* **WORK ORDER**: Exactly as they appear below, repeat the lines from the one with "t.moderation_status = ModerationStatus::Pending;" through the one with "assert!(subscribed.is_allowed());", and no others.

################

//! Read-access policy for threads and replies, plus the reply nesting guard.
//!
//! `can_view` is pure: everything it needs (subscription, supplied password) is resolved by
//! the caller beforehand, so the same decision backs single-item reads and list filters.
//! Callers that verify a thread password themselves mark the subject `unlocked` and pass a
//! viewer without one, which keeps list filters free of per-item hashing.

use tracing::warn;

use crate::auth::{is_staff, Actor, Role};
use crate::error::{NotFoundAs, ServiceError, ServiceResult};
use crate::models::{Id, ModerationStatus, Reply, Thread};
use crate::password::PasswordHasher;
use crate::repo::ReplyRepo;

/// Deepest level a reply may sit at (a top-level reply is level 1).
pub const MAX_NESTING_LEVEL: u32 = 3;
// bounds the ancestor walk even if stored data contains a cycle
const NESTING_WALK_CAP: u32 = 10;

/// Who is asking. All fields are optional: anonymous readers have none of them.
#[derive(Debug, Clone, Copy, Default)]
pub struct Viewer<'a> {
    pub id: Option<Id>,
    pub role: Option<Role>,
    pub password: Option<&'a str>,
}

impl<'a> Viewer<'a> {
    pub fn anonymous() -> Self {
        Self::default()
    }

    pub fn from_actor(actor: Option<Actor>) -> Self {
        Self { id: actor.map(|a| a.id), role: actor.map(|a| a.role), password: None }
    }

    pub fn with_password(mut self, password: Option<&'a str>) -> Self {
        self.password = password;
        self
    }

    pub fn without_password(self) -> Viewer<'static> {
        Viewer { id: self.id, role: self.role, password: None }
    }

    fn is(&self, id: Id) -> bool {
        self.id == Some(id)
    }
}

/// The item being read. A reply carries its own author and status but inherits the privacy
/// gates of its thread and category.
#[derive(Debug, Clone, Copy)]
pub struct Subject<'a> {
    pub author_id: Id,
    pub moderation_status: ModerationStatus,
    pub thread: &'a Thread,
    pub category_private: bool,
    /// Pre-resolved by the caller; `false` for anonymous viewers.
    pub viewer_subscribed: bool,
    /// The viewer's thread password was already verified, so no hash check runs here.
    pub thread_unlocked: bool,
}

impl<'a> Subject<'a> {
    pub fn thread(thread: &'a Thread, category_private: bool, viewer_subscribed: bool) -> Self {
        Self {
            author_id: thread.author_id,
            moderation_status: thread.moderation_status,
            thread,
            category_private,
            viewer_subscribed,
            thread_unlocked: false,
        }
    }

    pub fn reply(reply: &Reply, thread: &'a Thread, category_private: bool, viewer_subscribed: bool) -> Self {
        Self {
            author_id: reply.author_id,
            moderation_status: reply.moderation_status,
            thread,
            category_private,
            viewer_subscribed,
            thread_unlocked: false,
        }
    }

    pub fn unlocked(mut self, unlocked: bool) -> Self {
        self.thread_unlocked = unlocked;
        self
    }
}

#[derive(Debug, Clone, Copy, PartialEq, Eq)]
pub enum Denial {
    /// Suppressed content looks exactly like missing content to unprivileged viewers.
    NotFound,
    CategoryPrivate,
    ThreadPrivate,
}

#[derive(Debug, Clone, Copy, PartialEq, Eq)]
pub enum Decision {
    Allowed,
    Denied(Denial),
}

impl Decision {
    pub fn is_allowed(&self) -> bool {
        matches!(self, Decision::Allowed)
    }

    /// Turns a denial into the service error for this read; `not_found` is the error a
    /// missing item of this type would produce.
    pub fn into_result(self, not_found: ServiceError) -> ServiceResult<()> {
        match self {
            Decision::Allowed => Ok(()),
            Decision::Denied(Denial::NotFound) => Err(not_found),
            Decision::Denied(Denial::CategoryPrivate) => Err(ServiceError::CategoryPrivate),
            Decision::Denied(Denial::ThreadPrivate) => Err(ServiceError::ThreadPrivate),
        }
    }
}

/// First matching rule wins: suppressed status, private category, private thread.
pub fn can_view(subject: &Subject<'_>, viewer: &Viewer<'_>, hasher: &dyn PasswordHasher) -> Decision {
    let staff = is_staff(viewer.role);

    if subject.moderation_status.is_suppressed() && !(staff || viewer.is(subject.author_id)) {
        return Decision::Denied(Denial::NotFound);
    }

    if subject.category_private && !(staff || subject.viewer_subscribed) {
        return Decision::Denied(Denial::CategoryPrivate);
    }

    let thread = subject.thread;
    if thread.is_private {
        let exempt = staff
            || viewer.is(thread.author_id)
            || viewer.is(subject.author_id)
            || thread.assigned_moderator_id.is_some_and(|m| viewer.is(m));
        if !(exempt || subject.thread_unlocked) {
            let unlocked = match (thread.password_hash.as_deref(), viewer.password) {
                (Some(hash), Some(plain)) => hasher.verify(plain, hash),
                _ => false,
            };
            if !unlocked {
                return Decision::Denied(Denial::ThreadPrivate);
            }
        }
    }

    Decision::Allowed
}

/// Validates a reply's parent and returns the parent's nesting level.
///
/// Fails with `ParentReplyNotFound`, `ParentReplyThreadMismatch` when the parent sits in
/// another thread, or `MaxNestingLevelExceeded` when the parent already sits at
/// `MAX_NESTING_LEVEL`.
pub async fn check_reply_parent(replies: &dyn ReplyRepo, thread_id: Id, parent_id: Id) -> ServiceResult<u32> {
    let parent = replies.get_reply(parent_id).await.not_found_as(ServiceError::ParentReplyNotFound)?;
    if parent.thread_id != thread_id {
        return Err(ServiceError::ParentReplyThreadMismatch);
    }

    let mut level = 1;
    let mut next = parent.parent_reply_id;
    while let Some(id) = next {
        if level >= NESTING_WALK_CAP {
            break;
        }
        match replies.get_reply(id).await {
            Ok(ancestor) => {
                level += 1;
                next = ancestor.parent_reply_id;
            }
            Err(e) => {
                warn!(reply_id = id, "broken reply chain: {e}");
                break;
            }
        }
    }

    if level >= MAX_NESTING_LEVEL {
        return Err(ServiceError::MaxNestingLevelExceeded);
    }
    Ok(level)
}

#[cfg(test)]
mod tests {
    use super::*;
    use crate::password::HashError;
    use chrono::Utc;

    // plain comparison keeps these tests off bcrypt
    struct PlainHasher;
    impl PasswordHasher for PlainHasher {
        fn hash(&self, plain: &str) -> Result<String, HashError> {
            Ok(format!("plain:{plain}"))
        }
        fn verify(&self, plain: &str, hash: &str) -> bool {
            hash == format!("plain:{plain}")
        }
    }

    const AUTHOR: Id = 1;
    const STRANGER: Id = 2;
    const MODERATOR: Id = 3;
    const ASSIGNED: Id = 4;

    fn thread() -> Thread {
        let now = Utc::now();
        Thread {
            id: 10,
            category_id: 20,
            author_id: AUTHOR,
            title: "t".into(),
            content: "c".into(),
            moderation_status: ModerationStatus::Approved,
            is_private: false,
            password_hash: None,
            assigned_moderator_id: None,
            is_locked: false,
            reply_count: 0,
            view_count: 0,
            created_at: now,
            updated_at: now,
            last_reply_at: None,
        }
    }

    fn user(id: Id) -> Viewer<'static> {
        Viewer { id: Some(id), role: Some(Role::User), password: None }
    }

    fn moderator() -> Viewer<'static> {
        Viewer { id: Some(MODERATOR), role: Some(Role::Moderator), password: None }
    }

    fn check(t: &Thread, viewer: Viewer<'_>) -> Decision {
        can_view(&Subject::thread(t, false, false), &viewer, &PlainHasher)
    }

    #[test]
    fn hidden_content_is_author_and_staff_only() {
        for status in [ModerationStatus::Hidden, ModerationStatus::Deleted] {
            let mut t = thread();
            t.moderation_status = status;
            assert_eq!(check(&t, Viewer::anonymous()), Decision::Denied(Denial::NotFound));
            assert_eq!(check(&t, user(STRANGER)), Decision::Denied(Denial::NotFound));
            assert!(check(&t, user(AUTHOR)).is_allowed());
            assert!(check(&t, moderator()).is_allowed());
            let admin = Viewer { id: Some(99), role: Some(Role::Admin), password: None };
            assert!(check(&t, admin).is_allowed());
        }
    }

    #[test]
    fn pending_and_approved_are_public() {
        let mut t = thread();
        assert!(check(&t, Viewer::anonymous()).is_allowed());
        t.moderation_status = ModerationStatus::Pending;
        assert!(check(&t, Viewer::anonymous()).is_allowed());
    }

    #[test]
    fn private_category_needs_subscription_or_staff() {
        let t = thread();
        let denied = can_view(&Subject::thread(&t, true, false), &user(STRANGER), &PlainHasher);
        assert_eq!(denied, Decision::Denied(Denial::CategoryPrivate));
        let subscribed = can_view(&Subject::thread(&t, true, true), &user(STRANGER), &PlainHasher);
        assert!(subscribed.is_allowed());
        let staff = can_view(&Subject::thread(&t, true, false), &moderator(), &PlainHasher);
        assert!(staff.is_allowed());
    }

    #[test]
    fn suppression_takes_precedence_over_privacy() {
        let mut t = thread();
        t.moderation_status = ModerationStatus::Hidden;
        let d = can_view(&Subject::thread(&t, true, false), &user(STRANGER), &PlainHasher);
        assert_eq!(d, Decision::Denied(Denial::NotFound));
    }

    #[test]
    fn private_thread_with_password() {
        let mut t = thread();
        t.is_private = true;
        t.password_hash = Some(PlainHasher.hash("hunter2").unwrap());
        assert_eq!(check(&t, user(STRANGER)), Decision::Denied(Denial::ThreadPrivate));
        assert_eq!(
            check(&t, user(STRANGER).with_password(Some("wrong"))),
            Decision::Denied(Denial::ThreadPrivate)
        );
        assert!(check(&t, user(STRANGER).with_password(Some("hunter2"))).is_allowed());
        assert!(check(&t, user(AUTHOR)).is_allowed());
        assert!(check(&t, moderator()).is_allowed());
    }

    #[test]
    fn unlocked_subject_skips_the_password_check() {
        let mut t = thread();
        t.is_private = true;
        t.password_hash = Some("plain:hunter2".into());
        let subject = Subject::thread(&t, false, false).unlocked(true);
        assert!(can_view(&subject, &user(STRANGER), &PlainHasher).is_allowed());
        // suppression still applies to an unlocked thread
        t.moderation_status = ModerationStatus::Hidden;
        let subject = Subject::thread(&t, false, false).unlocked(true);
        assert_eq!(can_view(&subject, &user(STRANGER), &PlainHasher), Decision::Denied(Denial::NotFound));
    }

    #[test]
    fn private_thread_without_password_admits_only_exempt_viewers() {
        let mut t = thread();
        t.is_private = true;
        t.assigned_moderator_id = Some(ASSIGNED);
        assert_eq!(
            check(&t, user(STRANGER).with_password(Some("anything"))),
            Decision::Denied(Denial::ThreadPrivate)
        );
        assert!(check(&t, user(ASSIGNED)).is_allowed());
        assert!(check(&t, user(AUTHOR)).is_allowed());
    }

    #[test]
    fn reply_uses_own_author_and_status() {
        let t = thread();
        let now = Utc::now();
        let reply = Reply {
            id: 30,
            thread_id: t.id,
            author_id: STRANGER,
            parent_reply_id: None,
            content: "r".into(),
            moderation_status: ModerationStatus::Hidden,
            created_at: now,
            updated_at: now,
        };
        let subject = Subject::reply(&reply, &t, false, false);
        assert!(can_view(&subject, &user(STRANGER), &PlainHasher).is_allowed());
        // the thread author gets no special access to someone else's hidden reply
        assert_eq!(can_view(&subject, &user(AUTHOR), &PlainHasher), Decision::Denied(Denial::NotFound));
    }

    #[test]
    fn denial_maps_to_errors() {
        let nf = Decision::Denied(Denial::NotFound).into_result(ServiceError::ThreadNotFound);
        assert!(matches!(nf, Err(ServiceError::ThreadNotFound)));
        let cp = Decision::Denied(Denial::CategoryPrivate).into_result(ServiceError::ThreadNotFound);
        assert!(matches!(cp, Err(ServiceError::CategoryPrivate)));
        assert!(Decision::Allowed.into_result(ServiceError::ThreadNotFound).is_ok());
    }
}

################

* **ANSWER TO THIS PROBLEM**:
        t.moderation_status = ModerationStatus::Pending;
        assert!(check(&t, Viewer::anonymous()).is_allowed());
    }

    #[test]
    fn private_category_needs_subscription_or_staff() {
        let t = thread();
        let denied = can_view(&Subject::thread(&t, true, false), &user(STRANGER), &PlainHasher);
        assert_eq!(denied, Decision::Denied(Denial::CategoryPrivate));
        let subscribed = can_view(&Subject::thread(&t, true, true), &user(STRANGER), &PlainHasher);
        assert!(subscribed.is_allowed());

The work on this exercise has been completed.